障害のある子どもを働きながら育てたい 療育の現場で 高岡市
「療育」という言葉をご存知でしょうか?発達の遅れや障害のある子どもへの支援のことで、それぞれの子どもに合った療育を受けることが大事です。一方、富山県内では施設の受け入れ体制に課題があって、子どもの療育と仕事の両立は難しいのが現状です。奮闘する高岡市の家族を取材しました。山田記者のリポートです。
「どれ?お茶かな?お茶、ちょーだい。あら上手。お茶ほしい人?はーい。」
高岡市に住む千晴ちゃん、4歳。まだ、会話することはできません。
母親の美月さん
「まず一番気になったのはクレーン現象と言って、手を引っ張る動きなんですけど。調べた時に『発達障害』とか『自閉症』っていうのが検索で出てきた」
自閉スペクトラム症は発達障害のひとつ。人とコミュニケーションをとることが難しいといった特性があります。
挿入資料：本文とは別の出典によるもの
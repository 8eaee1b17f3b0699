//! Domain models for Display Custom Fields
//!
//! Contains the data that flows through the render pipeline without any
//! I/O concerns.

mod context;
mod dataset;
mod sorter;

pub use context::{PostId, PostTypeInfo, RenderContext, TaxonomyInfo};
pub use dataset::{Dataset, LabelValueEntry, MetaValue, PostMeta};
pub use sorter::{CompareFn, Sorter, SorterError};
//! Translation lookup for the plugin's user-visible strings

use std::collections::HashMap;

/// Text domain of every string this crate translates
pub const TEXT_DOMAIN: &str = "display-custom-fields";

/// String translation service
pub trait Translate: Send + Sync {
    /// Returns the translation of `text` in `domain`, or `text` itself
    fn translate(&self, text: &str, domain: &str) -> String;
}

/// Translation table for a single text domain
#[derive(Debug, Clone, Default)]
pub struct Catalog {
    domain: String,
    entries: HashMap<String, String>,
}

impl Catalog {
    pub fn new(domain: impl Into<String>, entries: HashMap<String, String>) -> Self {
        Self {
            domain: domain.into(),
            entries,
        }
    }

    /// Catalog that returns every string unchanged
    pub fn passthrough() -> Self {
        Self::new(TEXT_DOMAIN, HashMap::new())
    }
}

impl Translate for Catalog {
    fn translate(&self, text: &str, domain: &str) -> String {
        if domain != self.domain {
            return text.to_string();
        }

        self.entries
            .get(text)
            .cloned()
            .unwrap_or_else(|| text.to_string())
    }
}
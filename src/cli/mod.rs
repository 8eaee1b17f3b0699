//! # Command-Line Interface
//!
//! Renders posts from a site file the way a host would, and inspects the
//! hook setup.
//!
//! ## Commands
//!
//! | Command | Purpose |
//! |---------|---------|
//! | `render SITE POST` | Run the host content filter and print the result |
//! | `fields SITE POST` | Print the final label/value rows |
//! | `hooks` | List registered callbacks in execution order |
//! | `stylesheet` | Fire the asset action and print the queued stylesheet |
//!
//! ## Output Formats
//!
//! All commands support `--format text|json`. `--verbose` turns on debug
//! logging on stderr.
//!
//! ## Entry Point
//!
//! Call [`run()`] to parse arguments and execute the appropriate command.

mod app;
mod hooks_cmd;
mod logging;
mod output;
mod render_cmd;

pub use app::{run, Cli, Commands};
pub use output::{Output, OutputFormat};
「答えのない育児をしている感じ。頑張っているつもりだったのに思い通りにいかないから『なんで?』って」
2歳になってすぐに自閉スペクトラム症と診断されました。
小中学生の11人に1人は「発達障害」の可能性があるとされています。発達障害は早期発見、早期支援が重要と言われていて、適切な「療育」が将来の自立などにつながります。
信州大学医学部 子どものこころの発達医学教室 教授児童精神科医として30年以上、発達障害の子どもたちの診察を続けている信州大学の本田秀夫教授は、それぞれの子どもに合った療育が重要、と話します。
信州大学 本田秀夫教授
「その子に合っていればやっぱり学習効率は全然違います。良い療育を受けたら親も子どももずいぶん変わりますし、そのあとの心が健康的に育ちますよね」
「みなさん、おはようございます」
「1と5でたこ焼きたべて、2と5で焼きそば食べて…」
高岡市にある児童発達支援施設です。
障害のある子どもたちが服を着るなどの日常の動作や遊びながら手先を使う訓練など、一人一人にあった療育を受けられます。障害の程度で利用回数が決まっていて、千晴ちゃんは月に10回まで利用することができます。
施設には、保育士に加えて理学療法士や看護師など専門スタッフがいて、生活スキルの向上にむけ寄り添います
「どの焼きそばにしようかね~ 1個とは限らんね」
この日は、お店屋さんごっこで買い物体験です。
社会福祉法人くるみ 岡本久子理事長
「障害のある子どもさんってどうしても体験が少なくなるんですね。子どもさん連れの買い物ってすごくお母さん大変なので。そういう機会を遊びを通じて。そういう目的で行っています」
千晴ちゃんが療育を受けはじめておよそ2年。専門スタッフのサポートを受けながら成長が実感できて、母、美月さんの精神的な負担も軽くなったといいます。その一方で、課題も。
美月さん
「仕事との調整が大変で、療育の回数か仕事のどちらかをあきらめなきゃいけないことが多いんじゃないか」
県内で療育が受けられる施設は71か所あって、10年前から4倍以上に増えましたが、まだ十分ではありません。KNBの調べでは半数以上の37か所が受け入れの「空きがない」と回答しました。利用するのに「1年待ち」というところもあります。
療育施設へ通うための受給者証の交付が、富山市ではここ5年で1.7倍に増えています。市の担当者は「サービスの供給が追い付いていない」としています。
千晴ちゃんの母、美月さんは県内およそ10か所の施設をあたりましたが、利用できたのは2か所だけでした。この2か所を利用していて、富山市にある施設へは片道1時間かけて通っています。
夫婦共働きで、これまで夫と交代で有休をとりながら続けてきた療育。限界を感じ始めていると言います。
美月さん
「今の富山の現状だと、あきらめなきゃいけないところも多いんじゃないかと思っていて。仕事も育児も療育もあきらめずに過ごせる世の中になればいいな」
障害のある子どもを働きながら育てたい。療育のニーズが県内でも広がっていて、施設の充実が急務です。
子どもの特性に合った施設を見つけるのは、働きながらだと場所や時間の制約が厳しく、なかなか難しいのが現状だということです。子どもたちがしっかり支援を受けられるような環境づくりが必要だと思います。